Area 7a of the posterior parietal cortex of the primate brain is concerned with representing head-centered space by combining information about the retinal location of a visual stimulus and the position of the eyes in the orbits. An artificial neural network was previously trained to perform this coordinate transformation task using the backpropagation learning procedure, and units in its middle layer (the hidden units) developed properties very similar to those of area 7a neurons presumed to code for spatial location (Andersen and Zipser, 1988; Zipser and Andersen, 1988). We developed two neural networks with architecture similar to Zipser and Andersen's model and trained them to perform the same task using a more biologically plausible learning procedure than backpropagation. This procedure is a modification of the Associative Reward-Penalty (AR-P) algorithm (Barto and Anandan, 1985), which adjusts connection strengths using a global reinforcement signal and local synaptic information. Our networks learn to perform the task successfully to any degree of accuracy and almost as quickly as with backpropagation, and the hidden units develop response properties very similar to those of area 7a neurons. In particular, the probability of firing of the hidden units in our networks varies with eye position in a roughly planar fashion, and their visual receptive fields are large and have complex surfaces. The synaptic strengths computed by the AR-P algorithm are equivalent to and interchangeable with those computed by backpropagation. Our networks also perform the correct transformation on pairs of eye and retinal positions never encountered before. All of these findings are unaffected by the interposition of an extra layer of units between the hidden and output layers. These results show that the response properties of the hidden units of a layered network trained to perform coordinate transformations, and their similarity with those of area 7a neurons, are not a specific result of backpropagation training. The fact that they can be obtained by a more biologically plausible learning rule corroborates the validity of this neural network's computational algorithm as a plausible model of how area 7a may perform coordinate transformations.

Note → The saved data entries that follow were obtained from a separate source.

impl LogTask {
    pub fn container(&self) -> &str {
        &self.container
    }

    /// 작업에 취소를 요청합니다.
    pub fn cancel(&self) {
        self.cancel.cancel();
    }

    /// 작업을 소유하지 않고 취소할 수 있는 토큰을 반환합니다.
    pub fn cancellation_token(&self) -> CancellationToken {
        self.cancel.clone()
    }

    pub fn is_finished(&self) -> bool {
        self.handle.is_finished()
    }

    /// 작업 종료를 기다리고 결과를 반환합니다.
    pub async fn join(self) -> Result<(), ComposeError> {
        match self.handle.await {
            Ok(result) => result,
            Err(e) => Err(ComposeError::LogStream(format!("log task failed: {e}"))),
        }
    }
}

impl std::fmt::Debug for LogTask {
    fn fmt(&self, f: &mut std::fmt::Formatter<'_>) -> std::fmt::Result {
        f.debug_struct("LogTask")
            .field("container", &self.container)
            .field("finished", &self.handle.is_finished())
            .finish()
    }
}

#[cfg(test)]
mod tests {
    use super::*;
    use std::sync::Mutex;

    use crate::docker::{MockContainer, MockRuntimeClient};

    #[derive(Default)]
    struct MemorySink {
        out: Mutex<Vec<u8>>,
        err: Mutex<Vec<u8>>,
    }

    impl MemorySink {
        fn stdout_bytes(&self) -> Vec<u8> {
            self.out.lock().unwrap().clone()
        }

        fn stderr_bytes(&self) -> Vec<u8> {
            self.err.lock().unwrap().clone()
        }
    }

    impl LogSink for MemorySink {
        fn out(&self, data: &[u8]) {
            self.out.lock().unwrap().extend_from_slice(data);
        }

        fn err(&self, data: &[u8]) {
            self.err.lock().unwrap().extend_from_slice(data);
        }
    }

    #[test]
    fn encode_frame_layout() {
        let frame = encode_frame(StdStream::Stderr, b"oops");
        assert_eq!(&frame[..], &[2, 0, 0, 0, 0, 0, 0, 4, b'o', b'o', b'p', b's']);
    }

    #[tokio::test]
    async fn forward_lines_normalises_line_endings() {
        let sink = MemorySink::default();
        let mut input: &[u8] = b"hello\r\nworld\nlast";
        forward_lines(&mut input, &sink).await.unwrap();
        assert_eq!(sink.stdout_bytes(), b"hello\nworld\nlast\n");
        assert!(sink.stderr_bytes().is_empty());
    }

    #[tokio::test]
    async fn forward_lines_keeps_inner_carriage_returns() {
        let sink = MemorySink::default();
        let mut input: &[u8] = b"a\r\r\nprogress\r";
        forward_lines(&mut input, &sink).await.unwrap();
        assert_eq!(sink.stdout_bytes(), b"a\r\nprogress\r\n");
    }

    #[tokio::test]
    async fn demux_splits_channels() {
        let mut input = Vec::new();
        input.extend_from_slice(&encode_frame(StdStream::Stdout, b"out-1\n"));
        input.extend_from_slice(&encode_frame(StdStream::Stderr, b"err-1\n"));
        input.extend_from_slice(&encode_frame(StdStream::Stdout, b"out-2\n"));

        let sink = MemorySink::default();
        demux(&mut input.as_slice(), &sink).await.unwrap();
        assert_eq!(sink.stdout_bytes(), b"out-1\nout-2\n");
        assert_eq!(sink.stderr_bytes(), b"err-1\n");
    }

    #[tokio::test]
    async fn demux_empty_stream_is_ok() {
        let sink = MemorySink::default();
        demux(&mut &b""[..], &sink).await.unwrap();
    }

    #[tokio::test]
    async fn demux_rejects_unknown_stream() {
        let sink = MemorySink::default();
        let input = [9u8, 0, 0, 0, 0, 0, 0, 1, b'x'];
        let err = demux(&mut &input[..], &sink).await.unwrap_err();
        assert!(matches!(err, ComposeError::LogStream(_)));
    }

    #[tokio::test]
    async fn demux_surfaces_daemon_errors() {
        let sink = MemorySink::default();
        let input = encode_frame(StdStream::System, b"container gone\n");
        let err = demux(&mut &input[..], &sink).await.unwrap_err();
        assert!(err.to_string().contains("container gone"));
    }

    #[tokio::test]
    async fn demux_rejects_truncated_payload() {
        let sink = MemorySink::default();
        let input = [1u8, 0, 0, 0, 0, 0, 0, 10, b'a', b'b'];
        assert!(demux(&mut &input[..], &sink).await.is_err());
    }

    #[tokio::test]
    async fn streamer_uses_line_mode_for_tty_containers() {
        let client = MockRuntimeClient::new()
            .with_container(MockContainer::new("a1", "shop_web_1", &[]).running().with_tty())
            .with_log_chunks(vec![Bytes::from_static(b"hel"), Bytes::from_static(b"lo\n")]);
        let sink = Arc::new(MemorySink::default());

        LogStreamer::new(Arc::new(client), "shop_web_1", 10, sink.clone())
            .run()
            .await
            .unwrap();
        assert_eq!(sink.stdout_bytes(), b"hello\n");
    }

    #[tokio::test]
    async fn streamer_demuxes_non_tty_containers() {
        let client = MockRuntimeClient::new()
            .with_container(MockContainer::new("a1", "shop_web_1", &[]).running())
            .with_log_chunks(vec![
                encode_frame(StdStream::Stdout, b"ready\n"),
                encode_frame(StdStream::Stderr, b"warning\n"),
            ]);
        let sink = Arc::new(MemorySink::default());

        LogStreamer::new(Arc::new(client), "shop_web_1", 10, sink.clone())
            .run()
            .await
            .unwrap();
        assert_eq!(sink.stdout_bytes(), b"ready\n");
        assert_eq!(sink.stderr_bytes(), b"warning\n");
    }

    #[tokio::test]
    async fn streamer_on_absent_container_is_ok() {
        let client = Arc::new(MockRuntimeClient::new());
        let sink = Arc::new(MemorySink::default());
        LogStreamer::new(client.clone(), "ghost", 10, sink)
            .run()
            .await
            .unwrap();
        assert_eq!(client.calls(), vec!["find:ghost".to_owned()]);
    }

    #[tokio::test]
    async fn cancelled_task_terminates() {
        let client = MockRuntimeClient::new()
            .with_container(MockContainer::new("a1", "shop_web_1", &[]).running().with_tty())
            .with_endless_logs();
        let sink = Arc::new(MemorySink::default());

        let task = LogStreamer::new(Arc::new(client), "shop_web_1", 10, sink).spawn();
        assert_eq!(task.container(), "shop_web_1");
        task.cancel();
        task.join().await.unwrap();
    }

    #[test]
    fn prefixed_sink_prefixes_every_line() {
        let sink = PrefixedSink::new("web");
        let mut buf = Vec::new();
        sink.write_prefixed(&sink.out_pending, &mut buf, b"one\ntwo\n");
        assert_eq!(buf, b"web | one\nweb | two\n");
    }

    #[test]
    fn prefixed_sink_joins_line_split_across_chunks() {
        let sink = PrefixedSink::new("web");
        let mut buf = Vec::new();
        sink.write_prefixed(&sink.out_pending, &mut buf, b"hel");
        assert!(buf.is_empty());
        sink.write_prefixed(&sink.out_pending, &mut buf, b"lo\nwor");
        sink.write_prefixed(&sink.out_pending, &mut buf, b"ld\n");
        assert_eq!(buf, b"web | hello\nweb | world\n");
    }

    #[test]
    fn prefixed_sink_keeps_channels_apart() {
        let sink = PrefixedSink::new("web");
        let mut out = Vec::new();
        let mut err = Vec::new();
        sink.write_prefixed(&sink.out_pending, &mut out, b"out-");
        sink.write_prefixed(&sink.err_pending, &mut err, b"err-1\n");
        sink.write_prefixed(&sink.out_pending, &mut out, b"1\n");
        assert_eq!(out, b"web | out-1\n");
        assert_eq!(err, b"web | err-1\n");
    }

    #[test]
    fn trailing_fragment_is_terminated_on_finish() {
        let mut pending = Vec::new();
        assert!(take_complete_lines(b"db | ", &mut pending, b"ready").is_empty());
        assert_eq!(finish_partial_line(b"db | ", &mut pending), b"db | ready\n");
        assert!(pending.is_empty());
        assert!(finish_partial_line(b"db | ", &mut pending).is_empty());
    }
}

灵长类大脑后顶叶皮质的7a区通过整合视觉刺激的视网膜位置信息和眼睛在眼眶中的位置信息来表征以头部为中心的空间。之前曾使用反向传播学习程序训练一个人工神经网络来执行这种坐标转换任务,并且其中间层(隐藏单元)中的神经元所呈现出的特性与推测用于编码空间位置的7a区神经元的特性非常相似(安德森和齐普泽,1988;齐普泽和安德森,1988)。我们开发了两个架构与齐普泽和安德森模型相似的神经网络,并使用一种比反向传播更符合生物学原理的学习程序训练它们执行相同的任务。这个程序是对关联奖励-惩罚(AR-P)算法(巴托和阿南丹,1985)的一种修改,该算法使用全局强化信号和局部突触信息来调整连接强度。我们的网络能够成功地以任何精度执行任务,并且几乎与使用反向传播时一样快,而且隐藏单元所呈现出的反应特性与7a区神经元的特性非常相似。特别是,我们网络中隐藏单元的放电概率随眼睛位置以大致平面的方式变化,并且它们的视觉感受野很大且具有复杂的表面。由AR-P算法计算出的突触强度与由反向传播计算出的突触强度等效且可互换。我们的网络还能对之前从未遇到过的眼睛和视网膜位置对进行正确的转换。所有这些发现都不受在隐藏层和输出层之间插入额外一层单元的影响。这些结果表明,经过训练执行坐标转换的分层网络隐藏单元的反应特性,以及它们与7a区神经元特性的相似性,并非反向传播训练的特定结果。它们可以通过一种更符合生物学原理的学习规则获得这一事实,证实了这个神经网络计算算法作为7a区可能执行坐标转换方式的合理模型的有效性。